Spesso vi ho udito parlare di chi ha commesso un torto come di uno che non
fosse uno dei vostri, ma straniero a voi e intruso.
Ma io vi dico che così come il santo e il giusto non potranno innalzarsi al di
sopra di quanto vi è di più alto in voi,
Così il malvagio e il debole non potranno cadere più in basso di quanto di
più basso è in voi.
E come la singola foglia non ingiallisce senza che ne abbia muta conoscenza
l’intero albero,
Così colui che erra non può far torto senza una segreta volontà di voi tutti.
Come in processione procedete tutti verso il vostro io divino.
Voi siete la via e i viandanti.
E quando uno di voi cade, cade per quelli che lo seguono, quasi un
avvertimento contro l’inciampo.
Sì, e cade per quelli che lo precedono, i quali benché fossero di passo più
celere e sicuro, non rimossero tuttavia l’intralcio.
E questo anche aggiungo, benché la parola vi pesi sui cuori:
L’assassinato non è irresponsabile per il proprio assassinio,
E il derubato non è senza colpa per il furto subito.
E il giusto non è innocente per le azioni dei malvagi,
E chi ha le mani bianche non è immune dalle azioni dello scellerato.
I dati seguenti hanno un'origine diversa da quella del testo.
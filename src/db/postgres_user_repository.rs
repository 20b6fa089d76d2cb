use async_trait::async_trait;
use chrono::Utc;
use sqlx::PgPool;
use uuid::Uuid;

use crate::{db::user_repository::UserRepository, models::user::User};

const USER_COLUMNS: &str =
    "user_id, name, email, roles, password_hash, date_created, date_updated";

pub struct PostgresUserRepository {
    pub pool: PgPool,
}

#[async_trait]
impl UserRepository for PostgresUserRepository {
    async fn find_user_by_email(&self, email: &str) -> Result<Option<User>, sqlx::Error> {
        sqlx::query_as::<_, User>(&format!(
            "SELECT {USER_COLUMNS} FROM users WHERE email = $1"
        ))
        .bind(email)
        .fetch_optional(&self.pool)
        .await
    }

    async fn find_user_by_id(&self, user_id: Uuid) -> Result<Option<User>, sqlx::Error> {
        sqlx::query_as::<_, User>(&format!(
            "SELECT {USER_COLUMNS} FROM users WHERE user_id = $1"
        ))
        .bind(user_id)
        .fetch_optional(&self.pool)
        .await
    }

    async fn list_users(&self) -> Result<Vec<User>, sqlx::Error> {
        sqlx::query_as::<_, User>(&format!(
            "SELECT {USER_COLUMNS} FROM users ORDER BY date_created, email"
        ))
        .fetch_all(&self.pool)
        .await
    }

    async fn create_user(
        &self,
        name: &str,
        email: &str,
        password_hash: &str,
        roles: &[String],
    ) -> Result<User, sqlx::Error> {
        let now = Utc::now();
        sqlx::query_as::<_, User>(&format!(
            r#"
            INSERT INTO users (user_id, name, email, roles, password_hash, date_created, date_updated)
            VALUES ($1, $2, $3, $4, $5, $6, $6)
            RETURNING {USER_COLUMNS}
            "#
        ))
        .bind(Uuid::new_v4())
        .bind(name)
        .bind(email)
        .bind(roles)
        .bind(password_hash)
        .bind(now)
        .fetch_one(&self.pool)
        .await
    }

    async fn update_user(&self, user: &User) -> Result<Option<User>, sqlx::Error> {
        sqlx::query_as::<_, User>(&format!(
            r#"
            UPDATE users
            SET name = $2, email = $3, roles = $4, password_hash = $5, date_updated = $6
            WHERE user_id = $1
            RETURNING {USER_COLUMNS}
            "#
        ))
        .bind(user.id)
        .bind(&user.name)
        .bind(&user.email)
        .bind(&user.roles)
        .bind(&user.password_hash)
        .bind(Utc::now())
        .fetch_optional(&self.pool)
        .await
    }

    async fn delete_user(&self, user_id: Uuid) -> Result<bool, sqlx::Error> {
        let result = sqlx::query("DELETE FROM users WHERE user_id = $1")
            .bind(user_id)
            .execute(&self.pool)
            .await?;
        Ok(result.rows_affected() > 0)
    }

    async fn status_check(&self) -> Result<(), sqlx::Error> {
        sqlx::query_scalar::<_, bool>("SELECT true")
            .fetch_one(&self.pool)
            .await
            .map(|_| ())
    }
}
Sì, il colpevole è spesso la vittima del colpito,
E ancora più spesso il condannato regge il peso per quelli che son privi di
colpa e di biasimo.
Voi non potete separare il giusto dall’ingiusto e il buono dal malvagio;
Poiché essi stanno insieme al cospetto del sole così come sono tessuti
insieme il filo nero e il filo bianco.
E se il filo nero si spezza, il tessitore riguarderà l’intero tessuto, e
riesaminerà anche il telaio.
Se uno di voi volesse portare in giudizio una moglie infedele,
Pesi sulla sua bilancia anche il cuore del marito, ne misuri l’anima con le
giuste misure.
E chi volesse frustare l’offensore guardi nell’animo dell’offeso.
E se qualcuno di voi volesse punire in nome della giustizia e trattare con la
scure l’albero guasto, ne osservi dapprima le radici;
E scoprirà in verità le radici del bene e quelle del male, quelle feconde e
quelle sterili tutte insieme intrecciate nel cuore muto della terra.
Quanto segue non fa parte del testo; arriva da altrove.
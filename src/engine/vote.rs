use std::{fmt, sync::Arc};

use chrono::{NaiveDate, Utc};
use thiserror::Error;
use tracing::{debug, info, warn};
use uuid::Uuid;

use crate::{
    db::{
        is_foreign_key_violation, is_unique_violation,
        vote_repository::{VoteLedger, VoteTransaction},
    },
    models::{restaurant::Menu, vote::Ballot, vote::Vote},
};

/// Progress of a single vote attempt. Only `Committed` is externally visible;
/// every failure ends in `Aborted` with nothing written.
#[derive(Debug, Clone, Copy, PartialEq, Eq)]
pub enum VoteStage {
    Start,
    Checked,
    Recorded,
    Committed,
    Aborted,
}

impl fmt::Display for VoteStage {
    fn fmt(&self, f: &mut fmt::Formatter<'_>) -> fmt::Result {
        let s = match self {
            VoteStage::Start => "start",
            VoteStage::Checked => "checked",
            VoteStage::Recorded => "recorded",
            VoteStage::Committed => "committed",
            VoteStage::Aborted => "aborted",
        };
        write!(f, "{}", s)
    }
}

#[derive(Debug, Error)]
pub enum VoteError {
    #[error("user has already voted today")]
    AlreadyVoted,
    #[error("menu {0} not found")]
    MenuNotFound(Uuid),
    /// `stage` is the last stage reached before the store failed.
    #[error("vote store failure after stage {stage}: {source}")]
    Store {
        stage: VoteStage,
        #[source]
        source: sqlx::Error,
    },
}

/// Enforces one accepted vote per user per ballot day and keeps
/// `menu.votes` in step with the ledger.
#[derive(Clone)]
pub struct VoteEngine {
    ledger: Arc<dyn VoteLedger>,
}

impl VoteEngine {
    pub fn new(ledger: Arc<dyn VoteLedger>) -> Self {
        Self { ledger }
    }

    /// `date` falls back to today (UTC). It is not compared with the menu's
    /// own date: a ballot day and a menu day are independent.
    pub async fn cast_vote(
        &self,
        user_id: Uuid,
        restaurant_id: Uuid,
        menu_id: Uuid,
        date: Option<NaiveDate>,
    ) -> Result<Vote, VoteError> {
        let ballot = Ballot {
            user_id,
            restaurant_id,
            menu_id,
            date: date.unwrap_or_else(|| Utc::now().date_naive()),
        };
        self.record(&ballot).await
    }

    /// Check, insert and increment inside one ledger transaction. The count
    /// check is the fast path; the ledger's (date, user) key is what actually
    /// settles a race, and a key clash is reported as `AlreadyVoted` too.
    pub async fn record(&self, ballot: &Ballot) -> Result<Vote, VoteError> {
        let mut stage = VoteStage::Start;
        let mut tx = self
            .ledger
            .begin()
            .await
            .map_err(|source| VoteError::Store { stage, source })?;

        let existing = match tx.count_votes(ballot.date, ballot.user_id).await {
            Ok(count) => count,
            Err(source) => return Err(abort(tx, ballot, VoteError::Store { stage, source }).await),
        };
        if existing > 0 {
            return Err(abort(tx, ballot, VoteError::AlreadyVoted).await);
        }
        stage = VoteStage::Checked;
        debug!(user_id = %ballot.user_id, date = %ballot.date, %stage, "vote check passed");

        let vote = Vote::from(ballot);
        if let Err(source) = tx.insert_vote(&vote).await {
            let reason = if is_unique_violation(&source) {
                VoteError::AlreadyVoted
            } else if is_foreign_key_violation(&source) {
                VoteError::MenuNotFound(ballot.menu_id)
            } else {
                VoteError::Store { stage, source }
            };
            return Err(abort(tx, ballot, reason).await);
        }
        stage = VoteStage::Recorded;
        debug!(user_id = %ballot.user_id, date = %ballot.date, %stage, "vote row inserted");

        match tx.increment_menu_votes(ballot.menu_id).await {
            Ok(0) => {
                return Err(abort(tx, ballot, VoteError::MenuNotFound(ballot.menu_id)).await);
            }
            Ok(_) => {}
            Err(source) => return Err(abort(tx, ballot, VoteError::Store { stage, source }).await),
        }

        tx.commit()
            .await
            .map_err(|source| VoteError::Store { stage, source })?;
        stage = VoteStage::Committed;

        info!(
            user_id = %ballot.user_id,
            restaurant_id = %ballot.restaurant_id,
            menu_id = %ballot.menu_id,
            date = %ballot.date,
            %stage,
            "vote accepted"
        );
        Ok(vote)
    }

    pub async fn votes_by_date(&self, date: NaiveDate) -> Result<Vec<Menu>, sqlx::Error> {
        self.ledger.menus_with_votes(date).await
    }
}

async fn abort(tx: Box<dyn VoteTransaction>, ballot: &Ballot, reason: VoteError) -> VoteError {
    if let Err(err) = tx.rollback().await {
        // the transaction is discarded on drop regardless
        warn!(?err, user_id = %ballot.user_id, "vote rollback failed");
    }
    debug!(
        user_id = %ballot.user_id,
        date = %ballot.date,
        stage = %VoteStage::Aborted,
        %reason,
        "vote aborted"
    );
    reason
}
E voi giudici che volete essere giusti,
Quale giudizio pronunciate su colui che benché onesto nella carne è tuttavia
un ladro nel suo animo?
Quale pena infliggereste a colui che uccide nella carne ed è tuttavia egli
stesso ucciso nel suo animo?
E come perseguite chi di fatto è ingannatore e oppressore,
Ed è tuttavia egli stesso afflitto e oltraggiato?
E come punirete quelli il cui rimorso è già più grande dei loro misfatti?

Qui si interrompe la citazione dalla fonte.